Both studies recognize that HIV, like malaria, can affect fertility through biological and volitional channels. As a matter of biology, it can increase miscarriages and vulnerability to other infections that can cause infertility (Juhn, Kalemli-Ozcan, and Turan 2009, Pg, 5–6). As for volition, knowing that a woman is HIV+ or that HIV is spreading locally could affect a couple’s preferences and decisions about having children. Recall that Lucas 2013 distinguished biological and volitional effects of malaria by looking separately at women giving birth for the first time, since they are more susceptible to the disease. HIV is not known to affect first births differently. But researchers can still distinguish the channels by separately studying the impact of the spread of HIV in a community on women who test negative in the survey (but who might not have known their HIV status before); these women are, as it were, immune to the biological channel.

In Juhn, Kalemli-Ozcan, and Turan 2009, about 85% of respondents agreed to HIV testing. Among them, being HIV+ reduced the probability that they had given birth within the year leading up to the survey by 3.4%, and by 9.2% for the last 3 years and 13.6% for the last 5 (Juhn, Kalemli-Ozcan, and Turan 2009, Table 5, col 3). HIV seemed to lower fertility.

At least two considerations should impede us from immediately taking this result at face value. First, the women who refused the test may have been systematically more or less HIV+ on average, in which case their absence would throw the results a bit. Juhn, Kalemli-Ozcan, and Turan 2009 finds test refusers to be more educated, wealthy, and urban, making them statistically akin to respondents who tested HIV+ (Juhn, Kalemli-Ozcan, and Turan 2009, Pg 8). Second, and more important, confounders compete to explain the correlation. Education, wealth, and urban location could lead to lower fertility along with higher HIV prevalence.

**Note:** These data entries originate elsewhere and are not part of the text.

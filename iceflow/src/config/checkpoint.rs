//! Persisting training progress back into the experiment document.
//!
//! The document is loaded and validated first. The write-back then edits
//! the tree parsed from the file as written, before any `${VAR}` expansion,
//! so only `global_step` changes. Comments of the original document are
//! not preserved.

use std::fs;
use std::io::Write;
use std::path::Path;

use serde_yaml::Value;
use tempfile::NamedTempFile;

use crate::config::loader::ConfigLoader;
use crate::error::{ConfigError, Result};

/// Outcome of a step write-back.
#[derive(Debug, Clone, Copy, PartialEq, Eq)]
pub struct StepUpdate {
    /// Step recorded before the update
    pub previous: u64,
    /// Step recorded now
    pub current: u64,
}

/// Records `step` as the experiment's `global_step`.
///
/// Moving the step backwards is refused unless `force` is set.
///
/// # Errors
///
/// Returns an error if the document fails to load, the step would move
/// backwards without `force`, or the file cannot be replaced.
pub fn record_global_step(
    loader: &ConfigLoader,
    path: &Path,
    step: u64,
    force: bool,
) -> Result<StepUpdate> {
    let loaded = loader.load(path)?;
    let previous = loaded.config.global_step;

    if step < previous && !force {
        return Err(ConfigError::RangeError {
            field: "global_step".to_string(),
            value: step.to_string(),
            expected: format!("at least the recorded step {previous} (use --force to rewind)"),
        }
        .into());
    }

    let raw = fs::read_to_string(path)?;
    let rendered = with_global_step(&raw, path, step)?;

    let recorded = loader.load_from_str(&rendered)?.config.global_step;
    if recorded != step {
        return Err(ConfigError::RangeError {
            field: "global_step".to_string(),
            value: recorded.to_string(),
            expected: format!("{step} after write-back"),
        }
        .into());
    }

    replace_file(path, &rendered)?;

    tracing::info!(
        path = %path.display(),
        previous,
        current = step,
        "recorded global step"
    );

    Ok(StepUpdate {
        previous,
        current: step,
    })
}

/// Sets `global_step` in the unexpanded document and renders it.
fn with_global_step(raw: &str, path: &Path, step: u64) -> Result<String> {
    let raw = raw.strip_prefix('\u{feff}').unwrap_or(raw);
    let mut root: Value = serde_yaml::from_str(raw).map_err(|e| ConfigError::ParseError {
        path: path.to_path_buf(),
        line: e.location().map(|l| l.line()),
        message: format!("cannot rewrite document: {e}"),
    })?;

    let Value::Mapping(map) = &mut root else {
        return Err(ConfigError::TypeError {
            field: "(root)".to_string(),
            expected: "a mapping".to_string(),
            found: "another YAML value".to_string(),
        }
        .into());
    };
    map.insert(Value::from("global_step"), Value::from(step));

    Ok(serde_yaml::to_string(&root)?)
}

/// Writes `contents` to a uniquely named sibling and renames it over `path`,
/// keeping the original permissions.
fn replace_file(path: &Path, contents: &str) -> Result<()> {
    let dir = path
        .parent()
        .filter(|p| !p.as_os_str().is_empty())
        .unwrap_or_else(|| Path::new("."));

    let mut staging = NamedTempFile::new_in(dir)?;
    staging.write_all(contents.as_bytes())?;
    staging.as_file().sync_all()?;
    fs::set_permissions(staging.path(), fs::metadata(path)?.permissions())?;
    staging.persist(path).map_err(|e| e.error)?;
    Ok(())
}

But Juhn, Kalemli-Ozcan, and Turan 2009 control for such demographic factors, along with indicators of sexual behavior such as condom use, and their results stand. Meanwhile, the biological channel alone credibly explains the correlation as causation from HIV to lower fertility.

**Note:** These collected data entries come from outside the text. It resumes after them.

//! Version information display.

use crate::cli::args::{OutputFormat, VersionArgs};

/// Print version information.
pub fn run(args: &VersionArgs) {
    let name = env!("CARGO_PKG_NAME");
    let version = env!("CARGO_PKG_VERSION");

    match args.format {
        OutputFormat::Human => println!("{name} {version}"),
        OutputFormat::Json => {
            println!(
                "{}",
                serde_json::json!({ "name": name, "version": version })
            );
        }
    }
}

To isolate biology from cognition, Juhn, Kalemli-Ozcan, and Turan 2009 next calculate whether, HIV-negative women in high-HIV regions have fewer babies than HIV-negative women elsewhere. This could indicate that anticipation of mortality affects fertility. It would be relevant to the question of whether couples deliberately adjust family size in response to perceived mortality risks in their community. The answer from Juhn, Kalemli-Ozcan, and Turan 2009 turns out to be “no.” The paper confirms the robustness of this result in a few ways, such as by instrumenting HIV prevalence with distance from the Democratic Republic of Congo, where the virus originated (Juhn, Kalemli-Ozcan, and Turan 2009, Tables 9–11).

Fortson 2009 reaches the same conclusion independently, despite a somewhat different approach. The major methodological difference is that Fortson 2009, like most of the other quasi-experimental studies, reconstructs full birth histories for each woman surveyed. This results in a data set on fertility by subnational region (there are 108 within the 12 countries) and by year, rather than just by region. Having observations at multiple times within regions allows Fortson 2009 to remove any national trends, linear or otherwise. 24 Paralleling Juhn, Kalemli-Ozcan, and Turan 2009, Fortson 2009, Table 3, Panel A, col 3, computes that HIV+ women have 0.146 fewer lifetime births. 25 But among HIV-negative women, those living in high-HIV regions are not detectably more or less fertile than HIV-negative women in low-HIV regions. Again, there is no support for a volitional pathway from mortality to fertility (Fortson 2009, Pg 180, Table 3, Panel B).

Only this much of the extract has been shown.